KANE COUNTY, Ill. County staff on Wednesday presented a broker opinion of value for roughly 39 acres of county-owned land on Fabian Parkway that includes the former sheriff's office and adult corrections campus, a 427-foot radio tower, a county recycling center and the historic Amassa White House.
"They give you some really, really big ranges," Roger Fonstock of IT and building management told the Kane County Administration Committee. He said the broker's market-data analysis showed values from about $1.7 million to $8.6 million depending on whether the site were developed for residential or commercial uses, and that "most of the time when we discuss it, we try to look at the property as having a value between 4 and 6,000,000." Fonstock said the county expects to present the broker (JLL) and its conclusions to a committee of the whole meeting in December.
Why it matters: The parcel has public uses and historic resources that county officials said could affect disposition options. Commissioner Allen warned that an outright sale would permanently remove public space: "If we sell it, it is no longer public space, and it will never come back to being public space," she said. Fonstock and other staff said the county could use sale terms or contingent offers to influence future use while seeking an optimal price.
The site description given to the committee included a former storage garage still used by the sheriff, the recycling center, a grove containing the Amassa White House (described in committee materials as an 1846 frontier-settlement house) and the radio tower. Fonstock said the broker's report presented a highest-and-best-use analysis that produced wide price ranges: roughly $1.7 million to $8.6 million depending on residential density or commercial development scenarios, with staff informally narrowing an expected market price to about $4 million $6 million.
A county lawyer also weighed in on sale strategy: Chepro, identified as a special assistant state's attorney, told commissioners that contingent offers often bring higher bids because buyers will pay more if sale terms secure their intended use. "A person is willing to pay more contingent on getting what they want," Chepro said.

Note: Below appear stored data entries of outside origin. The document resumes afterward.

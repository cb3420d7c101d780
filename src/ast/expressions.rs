use rust_decimal::Decimal;

use crate::ast::{BinOp, UnaryOp};

/// Abstract Syntax Tree node representing a parsed expression.
///
/// Every node records the byte offset of the token that introduced it, so binding
/// errors can point at the offending part of the text.
#[derive(Debug, Clone, PartialEq)]
pub struct Expr {
    pub kind: ExprKind,
    pub pos: usize,
}

impl Expr {
    pub fn new(kind: ExprKind, pos: usize) -> Self {
        Expr { kind, pos }
    }

    /// Last member name of a path like `a.b.c`, used to name projected properties.
    pub fn path_name(&self) -> Option<&str> {
        match &self.kind {
            ExprKind::Identifier(name) => Some(name),
            ExprKind::MemberAccess { name, .. } => Some(name),
            _ => None,
        }
    }
}

#[derive(Debug, Clone, PartialEq)]
pub enum ExprKind {
    /// Bare name, resolved against `it` by the binder
    ///
    /// # Example
    /// ```text
    /// Name
    /// ```
    Identifier(String),

    /// Literal value
    Literal(Literal),

    /// Member access
    ///
    /// # Examples
    /// ```text
    /// Address.City
    /// it.Name.Length
    /// ```
    MemberAccess { target: Box<Expr>, name: String },

    /// Indexer access
    ///
    /// # Example
    /// ```text
    /// Tags[0]
    /// ```
    Indexer { target: Box<Expr>, index: Box<Expr> },

    /// Method or function call. Functions such as `iif(...)` have no target.
    ///
    /// # Examples
    /// ```text
    /// Orders.Where(Amount > 10).Count()
    /// @0.Contains(UserName)
    /// iif(Age > 18, "adult", "minor")
    /// ```
    MethodCall {
        target: Option<Box<Expr>>,
        name: String,
        args: Vec<Expr>,
    },

    /// Unary operation
    Unary { op: UnaryOp, operand: Box<Expr> },

    /// Binary operation (arithmetic, comparison, logical, coalescing)
    Binary {
        op: BinOp,
        left: Box<Expr>,
        right: Box<Expr>,
    },

    /// Ternary conditional
    ///
    /// # Example
    /// ```text
    /// Age >= 18 ? "adult" : "minor"
    /// ```
    Conditional {
        test: Box<Expr>,
        if_true: Box<Expr>,
        if_false: Box<Expr>,
    },

    /// Object construction projection; property order is the written order
    ///
    /// # Example
    /// ```text
    /// new(Name as UserName, Age * 12 as Months)
    /// ```
    NewProjection(Vec<Projection>),

    /// Raw type name, resolved by the binder
    ///
    /// # Examples
    /// ```text
    /// OfType("Worker")
    /// it is App.Models.Worker
    /// ```
    TypeLiteral(String),

    /// Infix type test or conversion (`e is T`, `e as T`); `target` is a `TypeLiteral`
    TypeTest {
        op: TypeTestOp,
        operand: Box<Expr>,
        target: Box<Expr>,
    },

    /// Caller-supplied positional argument (`@0`, `@1`, ...)
    ExternalParam(usize),

    /// `it`, `outer` or `inner`
    ImplicitParam(ImplicitParam),
}

/// Literal values. Numeric literals already carry their narrowest kind.
#[derive(Debug, Clone, PartialEq)]
pub enum Literal {
    Null,
    Boolean(bool),
    Int32(i32),
    Int64(i64),
    Decimal(Decimal),
    Double(f64),
    Char(char),
    String(String),
}

/// One `expr as Name` entry of a `new(...)` projection.
#[derive(Debug, Clone, PartialEq)]
pub struct Projection {
    pub name: String,
    pub expr: Expr,
    /// Offset of the property name (or of the expression when the name is inferred)
    pub name_pos: usize,
}

#[derive(Debug, Clone, Copy, PartialEq, Eq)]
pub enum TypeTestOp {
    Is,
    As,
}

#[derive(Debug, Clone, Copy, PartialEq, Eq)]
pub enum ImplicitParam {
    /// Current element
    It,
    /// Outer element of a GroupJoin result selector
    Outer,
    /// Inner group of a GroupJoin result selector
    Inner,
}

/// One key of an ordering clause.
///
/// # Example
/// ```text
/// Name, Price DESC
/// ```
#[derive(Debug, Clone, PartialEq)]
pub struct OrderingItem {
    pub expr: Expr,
    pub ascending: bool,
}
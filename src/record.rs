//! Dynamic records: structural types synthesized for `new(...)` projections.
//!
//! A projection such as `new(Name as Name, Age * 2 as Double)` has no host type to
//! land in, so the binder asks the process-wide [`RecordTypeRegistry`] for the record
//! type of the signature `[(Name, String), (Double, Int32)]`. Equal signatures always
//! yield the same `Arc<RecordType>`, which makes record types comparable by identity
//! and record values comparable structurally.

use std::{
    collections::HashMap,
    fmt,
    hash::{Hash, Hasher},
    sync::{
        Arc,
        atomic::{AtomicU64, Ordering},
    },
};

use once_cell::sync::Lazy;
use parking_lot::{RwLock, RwLockUpgradableReadGuard};

use crate::{types::Type, value::Value};

/// Ordered `(property name, property type)` pairs identifying a record type.
#[derive(Debug, Clone, PartialEq, Eq, Hash)]
pub struct RecordSignature(Vec<(String, Type)>);

impl RecordSignature {
    pub fn new(fields: Vec<(String, Type)>) -> Self {
        RecordSignature(fields)
    }

    pub fn fields(&self) -> &[(String, Type)] {
        &self.0
    }
}

impl<S: Into<String>> FromIterator<(S, Type)> for RecordSignature {
    fn from_iter<I: IntoIterator<Item = (S, Type)>>(iter: I) -> Self {
        RecordSignature(iter.into_iter().map(|(n, t)| (n.into(), t)).collect())
    }
}

/// A synthesized record type. Two record types are equal only if they are the same
/// registry entry.
#[derive(Debug)]
pub struct RecordType {
    id: u64,
    name: String,
    signature: RecordSignature,
    index: HashMap<String, usize>,
}

impl RecordType {
    pub fn id(&self) -> u64 {
        self.id
    }

    pub fn name(&self) -> &str {
        &self.name
    }

    pub fn signature(&self) -> &RecordSignature {
        &self.signature
    }

    pub fn fields(&self) -> &[(String, Type)] {
        self.signature.fields()
    }

    /// Position and type of a property.
    pub fn field(&self, name: &str, case_sensitive: bool) -> Option<(usize, &str, &Type)> {
        let slot = if case_sensitive {
            self.index.get(name).copied()
        } else {
            self.fields()
                .iter()
                .position(|(field, _)| field.eq_ignore_ascii_case(name))
        }?;
        let (field, ty) = &self.fields()[slot];
        Some((slot, field.as_str(), ty))
    }
}

impl PartialEq for RecordType {
    fn eq(&self, other: &Self) -> bool {
        self.id == other.id
    }
}

impl Eq for RecordType {}

impl Hash for RecordType {
    fn hash<H: Hasher>(&self, state: &mut H) {
        self.id.hash(state);
    }
}

/// Process-wide interning table from signature to record type.
///
/// Entries are never evicted. Creating a new entry takes the write lock after an
/// upgradable-read double check, so concurrent requests for one novel signature
/// converge on a single type.
pub struct RecordTypeRegistry {
    types: RwLock<HashMap<RecordSignature, Arc<RecordType>>>,
    next_id: AtomicU64,
}

static GLOBAL_RECORD_TYPES: Lazy<RecordTypeRegistry> = Lazy::new(RecordTypeRegistry::new);

impl RecordTypeRegistry {
    fn new() -> Self {
        RecordTypeRegistry {
            types: RwLock::new(HashMap::new()),
            next_id: AtomicU64::new(1),
        }
    }

    pub fn global() -> &'static RecordTypeRegistry {
        &GLOBAL_RECORD_TYPES
    }

    /// Returns the record type for `signature`, creating it on first request.
    pub fn get_or_create(&self, signature: RecordSignature) -> Arc<RecordType> {
        if let Some(existing) = self.types.read().get(&signature) {
            return Arc::clone(existing);
        }

        let guard = self.types.upgradable_read();
        if let Some(existing) = guard.get(&signature) {
            return Arc::clone(existing);
        }

        let id = self.next_id.fetch_add(1, Ordering::Relaxed);
        let index = signature
            .fields()
            .iter()
            .enumerate()
            .map(|(i, (name, _))| (name.clone(), i))
            .collect();
        let record = Arc::new(RecordType {
            id,
            name: format!("DynamicClass{}", id),
            signature: signature.clone(),
            index,
        });
        tracing::trace!(record = %record.name, fields = signature.fields().len(), "registered dynamic record type");

        let mut types = RwLockUpgradableReadGuard::upgrade(guard);
        types.insert(signature, Arc::clone(&record));
        record
    }

    pub fn len(&self) -> usize {
        self.types.read().len()
    }

    pub fn is_empty(&self) -> bool {
        self.len() == 0
    }
}

/// An instance of a [`RecordType`]. Values are stored in declared order.
#[derive(Debug, Clone)]
pub struct DynamicRecord {
    ty: Arc<RecordType>,
    values: Arc<[Value]>,
}

impl DynamicRecord {
    /// Creates a record. `values` must line up with the type's fields.
    pub fn new(ty: Arc<RecordType>, values: Vec<Value>) -> Self {
        debug_assert_eq!(ty.fields().len(), values.len());
        DynamicRecord {
            ty,
            values: values.into(),
        }
    }

    pub fn record_type(&self) -> &Arc<RecordType> {
        &self.ty
    }

    pub fn values(&self) -> &[Value] {
        &self.values
    }

    pub fn get_index(&self, slot: usize) -> &Value {
        self.values.get(slot).unwrap_or(&Value::Null)
    }

    /// Property value by exact name.
    pub fn get(&self, name: &str) -> Option<&Value> {
        self.ty.index.get(name).map(|slot| &self.values[*slot])
    }

    pub fn iter(&self) -> impl Iterator<Item = (&str, &Value)> {
        self.ty
            .fields()
            .iter()
            .map(|(name, _)| name.as_str())
            .zip(self.values.iter())
    }
}

impl PartialEq for DynamicRecord {
    fn eq(&self, other: &Self) -> bool {
        Arc::ptr_eq(&self.ty, &other.ty) && self.values == other.values
    }
}

impl Eq for DynamicRecord {}

impl Hash for DynamicRecord {
    fn hash<H: Hasher>(&self, state: &mut H) {
        self.ty.id.hash(state);
        for value in self.values.iter() {
            value.hash(state);
        }
    }
}

impl fmt::Display for DynamicRecord {
    fn fmt(&self, f: &mut fmt::Formatter<'_>) -> fmt::Result {
        write!(f, "{{")?;
        for (i, (name, value)) in self.iter().enumerate() {
            let sep = if i > 0 { "," } else { "" };
            write!(f, "{} {}={}", sep, name, value)?;
        }
        write!(f, " }}")
    }
}

#[cfg(test)]
mod tests {
    use super::*;

    #[test]
    fn test_same_signature_same_type() {
        let registry = RecordTypeRegistry::new();
        let a = registry.get_or_create([("Id", Type::Int32), ("Label", Type::String)].into_iter().collect());
        let b = registry.get_or_create([("Id", Type::Int32), ("Label", Type::String)].into_iter().collect());
        assert!(Arc::ptr_eq(&a, &b));
        assert_eq!(registry.len(), 1);
    }

    #[test]
    fn test_field_order_matters() {
        let registry = RecordTypeRegistry::new();
        let a = registry.get_or_create([("Id", Type::Int32), ("Label", Type::String)].into_iter().collect());
        let b = registry.get_or_create([("Label", Type::String), ("Id", Type::Int32)].into_iter().collect());
        assert_ne!(a, b);
    }

    #[test]
    fn test_structural_equality() {
        let registry = RecordTypeRegistry::new();
        let ty = registry.get_or_create([("Id", Type::Int32)].into_iter().collect());
        let a = DynamicRecord::new(Arc::clone(&ty), vec![Value::Int32(1)]);
        let b = DynamicRecord::new(Arc::clone(&ty), vec![Value::Int32(1)]);
        let c = DynamicRecord::new(ty, vec![Value::Int32(2)]);
        assert_eq!(a, b);
        assert_ne!(a, c);
        assert_eq!(a.get("Id"), Some(&Value::Int32(1)));
    }
}
// tests/parser_tests.rs

use dynaquery::ast::{
    BinOp, Expr, ExprKind, ImplicitParam, Literal, TokenKind, TypeTestOp, UnaryOp,
};
use dynaquery::lexer::tokenize;
use dynaquery::{ParseError, Parser, ParsingConfig};
use pretty_assertions::assert_eq;
use rstest::rstest;

fn parse(input: &str) -> Expr {
    try_parse(input).unwrap_or_else(|e| panic!("Failed to parse '{}': {}", input, e))
}

fn try_parse(input: &str) -> Result<Expr, ParseError> {
    let config = ParsingConfig::default();
    Parser::from_source(input, &config)?.parse()
}

fn binary_op(expr: &Expr) -> (BinOp, &Expr, &Expr) {
    match &expr.kind {
        ExprKind::Binary { op, left, right } => (*op, left, right),
        other => panic!("Expected binary operation, got: {:?}", other),
    }
}

// ============================================================================
// Precedence
// ============================================================================

#[test]
fn test_multiplication_binds_tighter() {
    let expr = parse("1 + 2 * 3");
    let (op, left, right) = binary_op(&expr);
    assert_eq!(op, BinOp::Add);
    assert_eq!(left.kind, ExprKind::Literal(Literal::Int32(1)));
    assert_eq!(binary_op(right).0, BinOp::Multiply);
}

#[test]
fn test_parentheses() {
    let expr = parse("(1 + 2) * 3");
    let (op, left, _) = binary_op(&expr);
    assert_eq!(op, BinOp::Multiply);
    assert_eq!(binary_op(left).0, BinOp::Add);
}

#[test]
fn test_and_binds_tighter_than_or() {
    let expr = parse("a || b && c");
    let (op, _, right) = binary_op(&expr);
    assert_eq!(op, BinOp::Or);
    assert_eq!(binary_op(right).0, BinOp::And);
}

#[test]
fn test_coalesce_is_right_associative() {
    let expr = parse("a ?? b ?? c");
    let (op, left, right) = binary_op(&expr);
    assert_eq!(op, BinOp::NullCoalesce);
    assert_eq!(left.kind, ExprKind::Identifier("a".into()));
    assert_eq!(binary_op(right).0, BinOp::NullCoalesce);
}

#[test]
fn test_conditional() {
    let expr = parse("Age >= 18 ? \"adult\" : \"minor\"");
    let ExprKind::Conditional { test, if_false, .. } = &expr.kind else {
        panic!("Expected conditional, got: {:?}", expr);
    };
    assert_eq!(binary_op(test).0, BinOp::GreaterEqual);
    assert_eq!(if_false.kind, ExprKind::Literal(Literal::String("minor".into())));
}

#[rstest]
#[case("a = b", BinOp::Equal)]
#[case("a <> b", BinOp::NotEqual)]
#[case("a and b", BinOp::And)]
#[case("a or b", BinOp::Or)]
#[case("a % b", BinOp::Modulo)]
fn test_operator_aliases(#[case] input: &str, #[case] expected: BinOp) {
    assert_eq!(binary_op(&parse(input)).0, expected);
}

// ============================================================================
// Unary and literals
// ============================================================================

#[test]
fn test_negative_literal_is_folded() {
    let expr = parse("-5");
    assert_eq!(expr.kind, ExprKind::Literal(Literal::Int32(-5)));
}

#[test]
fn test_negation_of_member_is_unary() {
    let expr = parse("-Price");
    let ExprKind::Unary { op, operand } = &expr.kind else {
        panic!("Expected unary, got: {:?}", expr);
    };
    assert_eq!(*op, UnaryOp::Negate);
    assert_eq!(operand.kind, ExprKind::Identifier("Price".into()));
}

#[test]
fn test_not_keyword() {
    let expr = parse("not Active");
    assert!(matches!(expr.kind, ExprKind::Unary { op: UnaryOp::Not, .. }));
}

// ============================================================================
// Member access and calls
// ============================================================================

#[test]
fn test_method_chain() {
    let expr = parse("Orders.Where(Amount > 10).Count()");
    let ExprKind::MethodCall { target, name, args } = &expr.kind else {
        panic!("Expected method call, got: {:?}", expr);
    };
    assert_eq!(name, "Count");
    assert!(args.is_empty());
    let inner = target.as_deref().unwrap();
    let ExprKind::MethodCall { name, args, .. } = &inner.kind else {
        panic!("Expected method call, got: {:?}", inner);
    };
    assert_eq!((name.as_str(), args.len()), ("Where", 1));
}

#[test]
fn test_external_parameter_call() {
    let expr = parse("@0.Contains(UserName)");
    let ExprKind::MethodCall { target, name, args } = &expr.kind else {
        panic!("Expected method call, got: {:?}", expr);
    };
    assert_eq!(target.as_deref().unwrap().kind, ExprKind::ExternalParam(0));
    assert_eq!(name, "Contains");
    assert_eq!(args[0].kind, ExprKind::Identifier("UserName".into()));
}

#[test]
fn test_indexer_and_implicit_param() {
    let expr = parse("it.Tags[0]");
    let ExprKind::Indexer { target, index } = &expr.kind else {
        panic!("Expected indexer, got: {:?}", expr);
    };
    assert_eq!(index.kind, ExprKind::Literal(Literal::Int32(0)));
    let ExprKind::MemberAccess { target, name } = &target.kind else {
        panic!("Expected member access, got: {:?}", target);
    };
    assert_eq!(name, "Tags");
    assert_eq!(target.kind, ExprKind::ImplicitParam(ImplicitParam::It));
}

#[test]
fn test_type_name_arguments() {
    let expr = parse("Items.OfType(App.Models.Worker)");
    let ExprKind::MethodCall { args, .. } = &expr.kind else {
        panic!("Expected method call, got: {:?}", expr);
    };
    assert_eq!(args[0].kind, ExprKind::TypeLiteral("App.Models.Worker".into()));

    let expr = parse("is(\"Worker\")");
    let ExprKind::MethodCall { target, name, args } = &expr.kind else {
        panic!("Expected function call, got: {:?}", expr);
    };
    assert!(target.is_none());
    assert_eq!(name, "is");
    assert_eq!(args[0].kind, ExprKind::TypeLiteral("Worker".into()));
}

#[test]
fn test_infix_type_test() {
    let expr = parse("it is \"Worker\"");
    let ExprKind::TypeTest { op, target, .. } = &expr.kind else {
        panic!("Expected type test, got: {:?}", expr);
    };
    assert_eq!(*op, TypeTestOp::Is);
    assert_eq!(target.kind, ExprKind::TypeLiteral("Worker".into()));
}

// ============================================================================
// Projections and ordering
// ============================================================================

#[test]
fn test_projection_names() {
    let expr = parse("new(Name as UserName, Address.City, Age * 12 as Months)");
    let ExprKind::NewProjection(members) = &expr.kind else {
        panic!("Expected projection, got: {:?}", expr);
    };
    let names: Vec<&str> = members.iter().map(|m| m.name.as_str()).collect();
    assert_eq!(names, vec!["UserName", "City", "Months"]);
}

#[test]
fn test_projection_needs_a_name() {
    let err = try_parse("new(1 + 2)").unwrap_err();
    assert_eq!(err.message, "'as' expected");
}

#[test]
fn test_ordering_clause() {
    let config = ParsingConfig::default();
    let items = Parser::from_source("Name, Price desc, Id ASC", &config)
        .unwrap()
        .parse_ordering()
        .unwrap();
    let directions: Vec<bool> = items.iter().map(|i| i.ascending).collect();
    assert_eq!(directions, vec![true, false, true]);
    assert_eq!(items[1].expr.kind, ExprKind::Identifier("Price".into()));
}

// ============================================================================
// Errors
// ============================================================================

#[rstest]
#[case("Name ===", "Syntax error: unexpected '='", 7)]
#[case("Name ==", "Expression expected", 7)]
#[case("(1 + 2", "')' expected", 6)]
#[case("a b", "Syntax error: unexpected 'b'", 2)]
#[case("@x", "Parameter index expected after '@'", 1)]
#[case("a.", "Identifier expected", 2)]
#[case("a ? b", "':' expected", 5)]
fn test_syntax_errors(#[case] input: &str, #[case] message: &str, #[case] position: usize) {
    let err = try_parse(input).unwrap_err();
    assert_eq!((err.message.as_str(), err.position), (message, position));
}

#[test]
fn test_token_streams_without_eof() {
    let err = Parser::new(Vec::new()).parse().unwrap_err();
    assert_eq!((err.message.as_str(), err.position), ("Expression expected", 0));

    let mut tokens = tokenize("a +", &ParsingConfig::default()).unwrap();
    tokens.pop();
    let err = Parser::new(tokens).parse().unwrap_err();
    assert_eq!((err.message.as_str(), err.position), ("Expression expected", 3));

    let tokens = tokenize("a + 1", &ParsingConfig::default())
        .unwrap()
        .into_iter()
        .filter(|t| t.kind != TokenKind::Eof)
        .collect();
    let expr = Parser::new(tokens).parse().unwrap();
    let (op, _, right) = binary_op(&expr);
    assert_eq!(op, BinOp::Add);
    assert_eq!(right.kind, ExprKind::Literal(Literal::Int32(1)));
}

What comes next: Fonstock said staff will bring the full broker presentation and related materials to a Committee of the Whole meeting in December for more detailed discussion and stakeholder input, including possible solar uses and coordination with the City of Geneva and neighboring Batavia. Committee members asked staff to provide additional data ahead of that meeting.
Clarifying details: The broker opinion was circulated to committee members; staff pointed to about 30 pages of analysis and indicated page references describing acreage and valuation. Fonstock described the parcel as "almost 40 acres" and the report materials identify dimensions and PINs for the properties. He said potential sale or redevelopment options will be framed by zoning and special-use rules that a private buyer would then face.
The committee took no formal disposition action Wednesday and directed staff to return with the broker presentation and supporting data at the December Committee of the Whole meeting.